(Saved data entries)
--------------------

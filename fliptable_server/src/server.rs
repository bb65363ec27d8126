use std::{sync::Arc, time::Duration};

use actix_web::{
    dev::Server,
    http::KeepAlive,
    middleware::{DefaultHeaders, Logger},
    web,
    App,
    HttpServer,
};
use fliptable_engine::{DataSource, MarketApi, MarketContext, SettlementApi, WalletTransfers};
use locus_tools::LocusApi;
use log::*;

use crate::{
    config::ServerConfig,
    errors::ServerError,
    integrations::locus::LocusWallet,
    routes::{escrow_pool, health, home, match_results, preflight, restaurants, PickupRoute},
};

pub const ALLOWED_HEADERS: &str = "Content-Type,Authorization,ngrok-skip-browser-warning";
pub const ALLOWED_METHODS: &str = "GET,POST,PUT,DELETE,OPTIONS";

pub async fn run_server(config: ServerConfig) -> Result<(), ServerError> {
    let market = Arc::new(load_market(&config));
    let locus = LocusApi::new(config.locus.clone()).map_err(|e| ServerError::InitializeError(e.to_string()))?;
    let srv = create_server_instance(config, market, LocusWallet::new(locus))?;
    srv.await.map_err(|e| ServerError::Unspecified(e.to_string()))
}

/// Loads the market from the configured data directory, falling back to the built-in demo data for any file that
/// cannot be read.
pub fn load_market(config: &ServerConfig) -> MarketContext {
    let (market, report) = MarketContext::load_from_dir(&config.data_dir);
    for (what, source) in [("Bid pool", &report.bids), ("Restaurants", &report.restaurants)] {
        match source {
            DataSource::File(_) => info!("📦️ {what} loaded from {source}"),
            DataSource::Fallback(_) => warn!("📦️ {what} loaded from {source}"),
        }
    }
    info!("📦️ Market has {} bids and {} restaurants", market.bids().len(), market.restaurants().len());
    market
}

pub fn create_server_instance(
    config: ServerConfig,
    market: Arc<MarketContext>,
    wallet: LocusWallet,
) -> Result<Server, ServerError> {
    let market_api = MarketApi::new(market, config.clearing_price)
        .with_refund_policy(config.refund_policy)
        .with_restaurant(config.restaurant_id.clone());
    info!("⚖️ {market_api:?}");
    let settlement_api = web::Data::new(SettlementApi::new(wallet, config.settlement.clone()));
    info!("💸️ {settlement_api:?}");
    let labels = web::Data::new(config.labels.clone());
    let srv = HttpServer::new(move || {
        App::new()
            .wrap(cors_headers())
            .wrap(Logger::new("%t (%D ms) %s %a %{Host}i %r").log_target("ftb::access_log"))
            .app_data(web::Data::new(market_api.clone()))
            .app_data(labels.clone())
            .app_data(settlement_api.clone())
            .configure(configure_routes::<LocusWallet>)
    })
    .keep_alive(KeepAlive::Timeout(Duration::from_secs(600)))
    .bind((config.host.as_str(), config.port))?
    .run();
    Ok(srv)
}

/// Registers every FlipTable route. Handlers expect `web::Data` for [`MarketApi`], [`crate::config::MarketLabels`]
/// and `SettlementApi<W>` to be present in the app.
pub fn configure_routes<W>(cfg: &mut web::ServiceConfig)
where W: WalletTransfers + 'static {
    cfg.service(home)
        .service(health)
        .service(escrow_pool)
        .service(restaurants)
        .service(match_results)
        .service(PickupRoute::<W>::new())
        .service(preflight);
}

/// Permissive CORS headers plus the header that stops ngrok from serving its browser warning page.
pub fn cors_headers() -> DefaultHeaders {
    DefaultHeaders::new()
        .add(("Access-Control-Allow-Origin", "*"))
        .add(("Access-Control-Allow-Headers", ALLOWED_HEADERS))
        .add(("Access-Control-Allow-Methods", ALLOWED_METHODS))
        .add(("ngrok-skip-browser-warning", "true"))
}
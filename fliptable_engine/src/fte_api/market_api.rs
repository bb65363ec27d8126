use std::{fmt::Debug, sync::Arc};

use ftb_common::Usd;
use log::*;

use crate::{
    allocator::{allocate, RefundPolicy},
    data_loader::MarketContext,
    market_objects::{MatchResults, PoolSummary},
    market_types::Restaurant,
    MarketApiError,
};

/// Read-only queries over the market.
///
/// The context is shared, never mutated, and allocations are recomputed on every call, so a `MarketApi` can be cloned
/// freely across server workers without any locking.
#[derive(Clone)]
pub struct MarketApi {
    market: Arc<MarketContext>,
    clearing_price: Usd,
    refund_policy: RefundPolicy,
    restaurant_id: Option<String>,
}

impl Debug for MarketApi {
    fn fmt(&self, f: &mut std::fmt::Formatter<'_>) -> std::fmt::Result {
        write!(
            f,
            "MarketApi ({} bids, {} restaurants, clearing at {}, {} refunds)",
            self.market.bids().len(),
            self.market.restaurants().len(),
            self.clearing_price,
            self.refund_policy
        )
    }
}

impl MarketApi {
    pub fn new(market: Arc<MarketContext>, clearing_price: Usd) -> Self {
        Self { market, clearing_price, refund_policy: RefundPolicy::default(), restaurant_id: None }
    }

    pub fn with_refund_policy(mut self, refund_policy: RefundPolicy) -> Self {
        self.refund_policy = refund_policy;
        self
    }

    /// Select the restaurant whose inventory is cleared. With `None`, the first restaurant in the list is used.
    pub fn with_restaurant(mut self, restaurant_id: Option<String>) -> Self {
        self.restaurant_id = restaurant_id;
        self
    }

    pub fn clearing_price(&self) -> Usd {
        self.clearing_price
    }

    pub fn refund_policy(&self) -> RefundPolicy {
        self.refund_policy
    }

    pub fn market(&self) -> &MarketContext {
        &self.market
    }

    pub fn pool_summary(&self) -> PoolSummary {
        PoolSummary::from_bids(self.market.bids())
    }

    pub fn restaurants(&self) -> &[Restaurant] {
        self.market.restaurants()
    }

    pub fn selected_restaurant(&self) -> Result<&Restaurant, MarketApiError> {
        let restaurants = self.market.restaurants();
        match &self.restaurant_id {
            Some(id) => restaurants
                .iter()
                .find(|r| &r.restaurant_id == id)
                .ok_or_else(|| MarketApiError::RestaurantNotFound(id.clone())),
            None => restaurants.first().ok_or(MarketApiError::NoRestaurants),
        }
    }

    /// Clears the selected restaurant's inventory against the full bid pool at the configured clearing price.
    pub fn match_results(&self) -> Result<MatchResults, MarketApiError> {
        let restaurant = self.selected_restaurant()?;
        trace!("⚖️ Clearing {} units from {}", restaurant.unit_count(), restaurant.name);
        let allocation =
            allocate(self.market.bids(), &restaurant.inventory, self.clearing_price, self.refund_policy);
        Ok(MatchResults { restaurant: restaurant.clone(), allocation })
    }
}
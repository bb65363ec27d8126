use std::{env, fmt::Display, str::FromStr};

use log::*;

/// Parse a boolean flag from a string value, or return the given default value otherwise.
pub fn parse_boolean_flag(value: Option<String>, default: bool) -> bool {
    let value = match value {
        Some(v) => v,
        None => return default,
    };
    match value.trim().to_ascii_lowercase().as_str() {
        "1" | "true" | "yes" | "on" => true,
        "0" | "false" | "no" | "off" => false,
        _ => default,
    }
}

/// Reads and parses the environment variable `name`. Missing or unparseable values are logged and replaced with
/// `default`; this never fails.
pub fn env_or_default<T>(name: &str, default: T) -> T
where
    T: FromStr + Display,
    T::Err: Display,
{
    match env::var(name) {
        Ok(s) => s.trim().parse::<T>().unwrap_or_else(|e| {
            warn!("🪛️ '{s}' is not a valid value for {name}. {e} Using the default, {default}, instead.");
            default
        }),
        Err(_) => {
            debug!("🪛️ {name} is not set. Using the default, {default}.");
            default
        },
    }
}

/// Reads the environment variable `name`, treating empty values as unset.
pub fn optional_env(name: &str) -> Option<String> {
    env::var(name).ok().map(|s| s.trim().to_string()).filter(|s| !s.is_empty())
}
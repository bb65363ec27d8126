use std::sync::Arc;

use log::*;
use reqwest::{
    header::{HeaderMap, HeaderValue, AUTHORIZATION, CONTENT_TYPE},
    Client,
    Method,
    StatusCode,
};
use serde::Serialize;

use crate::{config::LocusConfig, LocusApiError};

#[derive(Clone)]
pub struct LocusApi {
    config: LocusConfig,
    client: Arc<Client>,
}

impl std::fmt::Debug for LocusApi {
    fn fmt(&self, f: &mut std::fmt::Formatter<'_>) -> std::fmt::Result {
        write!(f, "LocusApi ({})", self.config.base_url)
    }
}

impl LocusApi {
    pub fn new(config: LocusConfig) -> Result<Self, LocusApiError> {
        let mut headers = HeaderMap::with_capacity(2);
        if let Some(key) = &config.api_key {
            let val = HeaderValue::from_str(&format!("Bearer {}", key.reveal()))
                .map_err(|e| LocusApiError::Initialization(e.to_string()))?;
            headers.insert(AUTHORIZATION, val);
        }
        headers.insert(CONTENT_TYPE, HeaderValue::from_static("application/json"));
        let client = Client::builder()
            .default_headers(headers)
            .timeout(config.timeout)
            .build()
            .map_err(|e| LocusApiError::Initialization(e.to_string()))?;
        Ok(Self { config, client: Arc::new(client) })
    }

    pub fn config(&self) -> &LocusConfig {
        &self.config
    }

    /// Makes a single REST call and returns the response body as text. Only `200 OK` counts as success. Any other
    /// status, including `201` or `202`, becomes [`LocusApiError::QueryError`] carrying the body verbatim.
    pub async fn rest_query<B: Serialize>(
        &self,
        method: Method,
        path: &str,
        body: Option<&B>,
    ) -> Result<String, LocusApiError> {
        let url = self.url(path);
        trace!("Sending REST query: {url}");
        let mut req = self.client.request(method, url);
        if let Some(body) = body {
            req = req.json(body);
        }
        let response = req.send().await.map_err(|e| LocusApiError::RestResponseError(e.to_string()))?;
        let status = response.status();
        let message = response.text().await.map_err(|e| LocusApiError::RestResponseError(e.to_string()))?;
        if status == StatusCode::OK {
            trace!("REST query successful. {status}");
            Ok(message)
        } else {
            Err(LocusApiError::QueryError { status: status.as_u16(), message })
        }
    }

    pub fn url(&self, path: &str) -> String {
        format!("{}{path}", self.config.base_url.trim_end_matches('/'))
    }

    pub fn send_path(&self) -> String {
        format!("/v1/wallets/{}/send", self.config.wallet_id.as_deref().unwrap_or("null"))
    }

    /// Sends funds from the configured wallet. `transfer` is serialized as the JSON request body.
    pub async fn send<B: Serialize>(&self, transfer: &B) -> Result<String, LocusApiError> {
        let path = self.send_path();
        debug!("Requesting a Locus transfer via {path}");
        let result = self.rest_query(Method::POST, &path, Some(transfer)).await?;
        info!("Locus accepted the transfer");
        Ok(result)
    }
}
use fliptable_engine::{settlement_objects::TransferInstruction, SettlementError, WalletTransfers};
use mockall::mock;

mock! {
    pub Wallet {}
    impl WalletTransfers for Wallet {
        async fn send_transfer(&self, transfer: &TransferInstruction) -> Result<String, SettlementError>;
    }
}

--------------------

When a line in the records holds the string "report", copy that line.

    let (market, report) = MarketContext::load_from_dir(&config.data_dir);
    for (what, source) in [("Bid pool", &report.bids), ("Restaurants", &report.restaurants)] {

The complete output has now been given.